Regulatory oversight is a very important check in our government system of checks and balances. However, that doesn’t mean it always works. Two cable industry milestones in the last week illustrate this point vividly.
First, the NCTA reported that the largest US cablecos have now deployed more than 21 million set-tops with embedded CableCARDs. (via Light Reading Cable) Despite that fact, the FCC’s CableCARD mandate is widely considered a failure, and the agency is actively looking for potential alternatives. There is plenty of debate over why the CableCARD hasn’t been successful, but the biggest reason may be that it was just too hard to deploy the technology quickly enough to keep up with other advances in the market.

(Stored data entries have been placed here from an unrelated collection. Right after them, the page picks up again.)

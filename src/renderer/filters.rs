//! Built-in filters
//!
//! Filters never fail: input they don't understand produces a neutral value.

use crate::parser::Filter;
use crate::value::{escape_html, Value};

pub fn apply(filter: Filter, value: Value, arg: Option<Value>) -> Value {
    match filter {
        Filter::Default => {
            if value.is_truthy() {
                value
            } else {
                arg.unwrap_or_default()
            }
        }
        Filter::DefaultIfNone => {
            if value.is_none() {
                arg.unwrap_or_default()
            } else {
                value
            }
        }
        Filter::Upper => map_text(value, |s| s.to_uppercase()),
        Filter::Lower => map_text(value, |s| s.to_lowercase()),
        Filter::Title => map_text(value, title),
        Filter::Capfirst => map_text(value, capfirst),
        Filter::Length => Value::from(value.len().unwrap_or(0)),
        Filter::Add => add(value, arg.unwrap_or_default()),
        Filter::Join => join(value, arg),
        Filter::Safe => match value {
            Value::Safe(_) => value,
            other => Value::Safe(other.to_string()),
        },
        Filter::Escape => match value {
            Value::Safe(_) => value,
            other => Value::Safe(escape_html(&other.to_string())),
        },
        Filter::First => match value {
            Value::List(items) => items.into_iter().next().unwrap_or_default(),
            Value::Str(s) => s.chars().next().map(|c| Value::Str(c.to_string())).unwrap_or_default(),
            _ => Value::None,
        },
        Filter::Last => match value {
            Value::List(items) => items.into_iter().last().unwrap_or_default(),
            Value::Str(s) => s.chars().last().map(|c| Value::Str(c.to_string())).unwrap_or_default(),
            _ => Value::None,
        },
        Filter::Slugify => Value::Str(slugify(&value.to_string())),
    }
}

/// Apply a string transform, keeping markup safe if it was
fn map_text(value: Value, f: impl Fn(&str) -> String) -> Value {
    match value {
        Value::Safe(s) => Value::Safe(f(&s)),
        Value::None => Value::None,
        other => Value::Str(f(&other.to_string())),
    }
}

fn title(s: &str) -> String {
    let mut out = String::with_capacity(s.len());
    let mut at_word_start = true;
    for c in s.chars() {
        if c.is_alphanumeric() {
            if at_word_start {
                out.extend(c.to_uppercase());
            } else {
                out.extend(c.to_lowercase());
            }
            at_word_start = false;
        } else {
            out.push(c);
            at_word_start = c != '\'';
        }
    }
    out
}

fn capfirst(s: &str) -> String {
    let mut chars = s.chars();
    match chars.next() {
        Some(first) => first.to_uppercase().chain(chars).collect(),
        None => String::new(),
    }
}

fn as_integer(value: &Value) -> Option<i64> {
    match value {
        Value::Int(n) => Some(*n),
        Value::Str(s) => s.trim().parse().ok(),
        _ => None,
    }
}

/// Integer addition when both sides are integers, otherwise concatenation
fn add(value: Value, arg: Value) -> Value {
    if let (Some(a), Some(b)) = (as_integer(&value), as_integer(&arg)) {
        return a.checked_add(b).map(Value::Int).unwrap_or_default();
    }
    match (value, arg) {
        (Value::Float(a), b) | (b, Value::Float(a)) if b.as_float().is_some() => {
            Value::Float(a + b.as_float().unwrap_or_default())
        }
        (Value::List(mut a), Value::List(b)) => {
            a.extend(b);
            Value::List(a)
        }
        (Value::Safe(a), Value::Safe(b)) => Value::Safe(a + &b),
        (a, b) if a.as_str().is_some() && b.as_str().is_some() => {
            Value::Str(format!("{}{}", a, b))
        }
        _ => Value::None,
    }
}

fn join(value: Value, sep: Option<Value>) -> Value {
    let sep = sep.map(|s| s.to_string()).unwrap_or_default();
    match value {
        Value::List(items) => Value::Str(
            items
                .iter()
                .map(|item| item.to_string())
                .collect::<Vec<_>>()
                .join(&sep),
        ),
        other => other,
    }
}

fn slugify(s: &str) -> String {
    let mut slug = String::with_capacity(s.len());
    let mut pending_dash = false;
    for c in s.chars() {
        if c.is_alphanumeric() || c == '_' {
            if pending_dash && !slug.is_empty() {
                slug.push('-');
            }
            pending_dash = false;
            slug.extend(c.to_lowercase());
        } else if c.is_whitespace() || c == '-' {
            pending_dash = true;
        }
    }
    slug
}

#[cfg(test)]
mod tests {
    use super::*;

    #[test]
    fn test_add_numbers_and_strings() {
        assert_eq!(apply(Filter::Add, Value::Int(1), Some(Value::Int(2))), Value::Int(3));
        assert_eq!(apply(Filter::Add, "4".into(), Some(Value::Int(1))), Value::Int(5));
        assert_eq!(
            apply(Filter::Add, "label:".into(), Some("name".into())),
            Value::Str("label:name".into())
        );
        assert_eq!(apply(Filter::Add, Value::Float(0.5), Some(Value::Int(1))), Value::Float(1.5));
        assert_eq!(apply(Filter::Add, Value::Bool(true), Some(Value::Map(Default::default()))), Value::None);
    }

    #[test]
    fn test_default_filters() {
        assert_eq!(apply(Filter::Default, "".into(), Some("x".into())), Value::from("x"));
        assert_eq!(apply(Filter::DefaultIfNone, "".into(), Some("x".into())), Value::from(""));
        assert_eq!(apply(Filter::DefaultIfNone, Value::None, Some("x".into())), Value::from("x"));
    }

    #[test]
    fn test_text_filters() {
        assert_eq!(apply(Filter::Title, "hello wORLD".into(), None), Value::from("Hello World"));
        assert_eq!(apply(Filter::Capfirst, "hello".into(), None), Value::from("Hello"));
        assert_eq!(apply(Filter::Slugify, " Hello,  World! ".into(), None), Value::from("hello-world"));
        assert_eq!(apply(Filter::Upper, Value::Safe("<b>".into()), None), Value::Safe("<B>".into()));
    }

    #[test]
    fn test_list_filters() {
        let list = Value::from(vec!["a", "b", "c"]);
        assert_eq!(apply(Filter::Join, list.clone(), Some(", ".into())), Value::from("a, b, c"));
        assert_eq!(apply(Filter::First, list.clone(), None), Value::from("a"));
        assert_eq!(apply(Filter::Last, list.clone(), None), Value::from("c"));
        assert_eq!(apply(Filter::Length, list, None), Value::Int(3));
        assert_eq!(apply(Filter::Length, Value::None, None), Value::Int(0));
    }

    #[test]
    fn test_escape_and_safe() {
        assert_eq!(apply(Filter::Escape, "<i>".into(), None), Value::Safe("&lt;i&gt;".into()));
        assert_eq!(apply(Filter::Safe, "<i>".into(), None), Value::Safe("<i>".into()));
    }
}
//! Template-only components declared in TOML
//!
//! ```toml
//! [[component]]
//! name = "card"
//! template = "<div class=\"card\">{{ title }}</div>"
//! css = ".card { padding: 1em; }"
//! public = true
//!
//! [component.kwargs.title]
//! type = "str"
//! required = true
//! ```

use std::path::{Path, PathBuf};

use indexmap::IndexMap;
use serde::Deserialize;

use super::schema::{Field, FieldKind, Schema};
use super::{Media, SimpleComponent};
use crate::loader::TemplateSource;
use crate::settings::ConfigError;
use crate::value::Value;

/// The `[[component]]` tables of a configuration file
#[derive(Debug, Default, Deserialize)]
pub struct ComponentManifest {
    #[serde(default, rename = "component")]
    pub components: Vec<ManifestEntry>,
}

/// One declared component
#[derive(Debug, Clone, Deserialize)]
pub struct ManifestEntry {
    pub name: String,
    /// Inline template text
    pub template: Option<String>,
    /// Template path resolved against the template directories
    pub template_file: Option<PathBuf>,
    pub js: Option<String>,
    pub css: Option<String>,
    #[serde(default)]
    pub js_urls: Vec<String>,
    #[serde(default)]
    pub css_urls: Vec<String>,
    #[serde(default)]
    pub public: bool,
    #[serde(default)]
    pub kwargs: IndexMap<String, FieldSpec>,
    /// Reject keywords not listed under `kwargs`
    #[serde(default)]
    pub strict: bool,
}

/// Declared type and default of one keyword argument
#[derive(Debug, Clone, Deserialize)]
pub struct FieldSpec {
    #[serde(rename = "type", default)]
    pub kind: FieldKind,
    #[serde(default)]
    pub required: bool,
    pub default: Option<toml::Value>,
}

impl ComponentManifest {
    /// Parse the manifest from a TOML string
    #[allow(clippy::should_implement_trait)]
    pub fn from_str(content: &str) -> Result<Self, ConfigError> {
        Ok(toml::from_str(content)?)
    }

    pub fn from_file(path: &Path) -> Result<Self, ConfigError> {
        let content = std::fs::read_to_string(path)?;
        Self::from_str(&content)
    }

    /// Build the declared components, keyed by registry name
    pub fn components(&self) -> Result<Vec<(String, SimpleComponent)>, ConfigError> {
        self.components
            .iter()
            .map(|entry| Ok((entry.name.clone(), entry.to_component()?)))
            .collect()
    }
}

impl ManifestEntry {
    pub fn to_component(&self) -> Result<SimpleComponent, ConfigError> {
        let source = match (&self.template, &self.template_file) {
            (Some(text), None) => TemplateSource::inline(text.clone()),
            (None, Some(path)) => TemplateSource::file(path.clone()),
            _ => {
                return Err(ConfigError::InvalidValue {
                    field: "template",
                    value: format!(
                        "component '{}' needs exactly one of template or template_file",
                        self.name
                    ),
                })
            }
        };

        let mut schema = Schema::new();
        for (name, spec) in &self.kwargs {
            let mut field = Field::new(name.clone(), spec.kind);
            field.required = spec.required;
            field.default = spec.default.clone().map(Value::from);
            schema = schema.with_field(field);
        }
        if self.strict {
            schema = schema.strict();
        }

        let mut component = SimpleComponent::from_source(self.name.clone(), source)
            .with_schema(schema)
            .with_media(Media {
                js: self.js_urls.clone(),
                css: self.css_urls.clone(),
            });
        if let Some(js) = &self.js {
            component = component.with_js(js.clone());
        }
        if let Some(css) = &self.css {
            component = component.with_css(css.clone());
        }
        if self.public {
            component = component.public();
        }
        Ok(component)
    }
}

/// Parse `[[component]]` tables from a TOML string
pub fn load_manifest(content: &str) -> Result<Vec<(String, SimpleComponent)>, ConfigError> {
    ComponentManifest::from_str(content)?.components()
}

#[cfg(test)]
mod tests {
    use super::*;
    use crate::component::{Component, ComponentClass};

    const MANIFEST: &str = r#"
[settings]
context_behavior = "isolated"

[[component]]
name = "card"
template = "<div>{{ title }}</div>"
css = ".card {}"
css_urls = ["/static/card.css"]
public = true

[component.kwargs.title]
type = "str"
required = true

[component.kwargs.count]
type = "int"
default = 3

[[component]]
name = "page"
template_file = "page.html"
"#;

    #[test]
    fn test_manifest_components() {
        let components = load_manifest(MANIFEST).unwrap();
        assert_eq!(components.len(), 2);

        let (name, card) = &components[0];
        assert_eq!(name, "card");
        assert_eq!(card.css(), Some(".card {}"));
        assert!(card.is_public());
        assert_eq!(card.media().css, vec!["/static/card.css".to_string()]);

        let schema = card.schema();
        let title = schema.field("title").unwrap();
        assert!(title.required);
        assert_eq!(title.kind, FieldKind::Str);
        assert_eq!(schema.field("count").unwrap().default, Some(Value::Int(3)));

        let (_, page) = &components[1];
        assert_eq!(page.template(), TemplateSource::file("page.html"));
        assert!(ComponentClass::new(page.clone()).id().starts_with("page_"));
    }

    #[test]
    fn test_template_and_file_conflict() {
        let err = load_manifest(
            r#"
[[component]]
name = "bad"
template = "x"
template_file = "x.html"
"#,
        )
        .unwrap_err();
        assert!(matches!(err, ConfigError::InvalidValue { field: "template", .. }));
    }

    #[test]
    fn test_no_components() {
        assert!(load_manifest("[settings]\n").unwrap().is_empty());
    }
}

Example #2: Last week the FCC withdrew another mandate requiring cable operators to include a FireWire connector, or 1394 port, on all set-tops. The reason? Nobody uses FireWire. Industry veteran Leslie Ellis explains it very succinctly in a post over at Multichannel News. After pouring $400 million into 1394 deployments, cable operators have clear evidence that HDMI is the connector people really want.
Ask any cable engineer how many subscribers requested 1394, since the mandate. I did, back in March, of the CTO of a cable company with about 5 million subscribers. His answer? Five. (Five. Out of 5 million. In five years.)
There is a natural conclusion to be reached from these examples. Any further FCC mandates in the cable industry – think home gateway device – should be handed down with caution. The best intentions don’t always produce the best results.